Sketch of the proof. Your total EV is comprised of several terms. It is
fairly easy to check that your expected value for finishing first or for
finishing second when anyone except the bettor finishes first is the same
whether or not you call the bet. The only remaining term is when the
bettor finishes first and you finish second. Here your EV decreases if you
call the bet. In a nutshell, this is because f(z)=(y+z)(x-z)/(1-y-z) is
concave down (x represents your percentage of the total chips, y the
bettor's, and z your loss, which could be negative).

This same proof shows that raising on the river if you are certain your
opponent will call is worse than calling.

Re: Theoretical problem about coinflips
 

[ QUOTE ]
Here's what I know so far.

1. Assume you have the option to call (but not raise) the final bet by the
only other player still in the pot. Imagine a bet putting one of you
all-in or a bet on the river.
2. There may be dead money in the pot from blinds or earlier bets.
However, assume the bet is "fair," i.e. the pot odds equal the odds against
your winning the bet.
3. And so far, unfortunately, assume the tournament pays only two places with at least three still in it.

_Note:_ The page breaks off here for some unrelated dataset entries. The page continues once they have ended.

//! JSON state files
//!
//! Writes go to a temporary sibling and are renamed into place, so a crash
//! mid-write never leaves a truncated file behind.

use std::path::Path;

use serde::de::DeserializeOwned;
use serde::Serialize;
use tracing::debug;

use crate::error::{Error, Result};

/// Serialize `value` as pretty JSON and atomically replace `path`
pub async fn write_json_atomic<T: Serialize + ?Sized>(path: &Path, value: &T) -> Result<()> {
    let json = serde_json::to_string_pretty(value)
        .map_err(|e| Error::Persistence(format!("Failed to serialize {}: {}", path.display(), e)))?;

    if let Some(parent) = path.parent() {
        if !parent.as_os_str().is_empty() {
            tokio::fs::create_dir_all(parent).await.map_err(|e| {
                Error::Persistence(format!("Failed to create {}: {}", parent.display(), e))
            })?;
        }
    }

    let mut tmp = path.as_os_str().to_owned();
    tmp.push(".tmp");
    let tmp = std::path::PathBuf::from(tmp);

    tokio::fs::write(&tmp, json)
        .await
        .map_err(|e| Error::Persistence(format!("Failed to write {}: {}", tmp.display(), e)))?;

    tokio::fs::rename(&tmp, path)
        .await
        .map_err(|e| Error::Persistence(format!("Failed to replace {}: {}", path.display(), e)))?;

    debug!("Saved {}", path.display());
    Ok(())
}

/// Read and parse a JSON file. A missing file yields `Ok(None)`.
pub async fn read_json<T: DeserializeOwned>(path: &Path) -> Result<Option<T>> {
    let content = match tokio::fs::read_to_string(path).await {
        Ok(content) => content,
        Err(e) if e.kind() == std::io::ErrorKind::NotFound => return Ok(None),
        Err(e) => {
            return Err(Error::Persistence(format!(
                "Failed to read {}: {}",
                path.display(),
                e
            )))
        }
    };

    serde_json::from_str(&content)
        .map(Some)
        .map_err(|e| Error::Deserialization(format!("Failed to parse {}: {}", path.display(), e)))
}

#[cfg(test)]
mod tests {
    use super::*;
    use std::collections::BTreeMap;

    #[tokio::test]
    async fn test_missing_file_is_none() {
        let dir = tempfile::tempdir().unwrap();
        let loaded: Option<Vec<u32>> = read_json(&dir.path().join("nope.json")).await.unwrap();
        assert!(loaded.is_none());
    }

    #[tokio::test]
    async fn test_write_creates_parent_and_leaves_no_tmp() {
        let dir = tempfile::tempdir().unwrap();
        let path = dir.path().join("nested").join("state.json");

        let mut value = BTreeMap::new();
        value.insert("a".to_string(), 1u32);
        write_json_atomic(&path, &value).await.unwrap();

        let loaded: Option<BTreeMap<String, u32>> = read_json(&path).await.unwrap();
        assert_eq!(loaded, Some(value));
        assert!(!dir.path().join("nested").join("state.json.tmp").exists());
    }

    #[tokio::test]
    async fn test_corrupt_file_is_error() {
        let dir = tempfile::tempdir().unwrap();
        let path = dir.path().join("bad.json");
        tokio::fs::write(&path, "{not json").await.unwrap();
        let loaded: Result<Option<Vec<u32>>> = read_json(&path).await;
        assert!(matches!(loaded, Err(Error::Deserialization(_))));
    }
}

The ICM then implies that calling the bet has negative EV.


[/ QUOTE ]

I disagree.
With dead money in the pot it should be possible to construct a situation where calling has a positive ev. Unless the stuff about it being "fair" means this isn't possible, in which case just simplify the problem by assuming 0 dead chips.

[ QUOTE ]
Sketch of the proof. Your total EV is comprised of several terms.

[/ QUOTE ]
Ok.

[ QUOTE ]
It is fairly easy to check that your expected value for finishing first or for
finishing second when anyone except the bettor finishes first is the same
whether or not you call the bet.


[/ QUOTE ]
I don't see how this works, can you explain this further?

[ QUOTE ]

The only remaining term is when the
bettor finishes first and you finish second. Here your EV decreases if you
call the bet. In a nutshell, this is because f(z)=(y+z)(x-z)/(1-y-z) is
concave down (x represents your percentage of the total chips, y the
bettor's, and z your loss, which could be negative).


[/ QUOTE ]
Where does this function come from?
I agree that it is -ev if you might be knocked out, but am I mistaken when I say that it is never -ev to call if you have more chips than the villain?

[ QUOTE ]

This same proof shows that raising on the river if you are certain your
opponent will call is worse than calling.

[/ QUOTE ]

I'll have to think about this.

Re: Theoretical problem about coinflips
 

[ QUOTE ]

In the specified scenario it's never -ev to call when you have more chips than your opponent.
I thought that was interesting.


[/ QUOTE ]

This may be wrong.

Re: Theoretical problem about coinflips
 

when you have no FE and a coinflip gives you FE if you double up

Re: Theoretical problem about coinflips
 

[ QUOTE ]
Assuming Independent chip model is accurate, opponents are equal in ability, and blind sizes are negligible to the problem, is there any situation where a known coinflip should be taken when an opponent pushes all in before you? Also assume that no matter how many players are at the table, showdown will only involve you and the lone pusher.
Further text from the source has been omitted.